In full and without changes, output the data.

Top of Extracted data

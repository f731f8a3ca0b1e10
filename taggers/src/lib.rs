#![deny(warnings)]

mod tokenizer;
pub use crate::tokenizer::words;

mod tagger;
pub use crate::tagger::{HeuristicTagger, PosTagger};

mod lemma;
pub use crate::lemma::{HeuristicLemmatizer, Lemmatize};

Bottom of Extracted data

Result:
repository f731f8a3ca0b1e10
filename taggers/src/lib.rs
#![deny(warnings)]

mod tokenizer;
pub use crate::tokenizer::words;

mod tagger;
pub use crate::tagger::{HeuristicTagger, PosTagger};

mod lemma;
pub use crate::lemma::{HeuristicLemmatizer, Lemmatize};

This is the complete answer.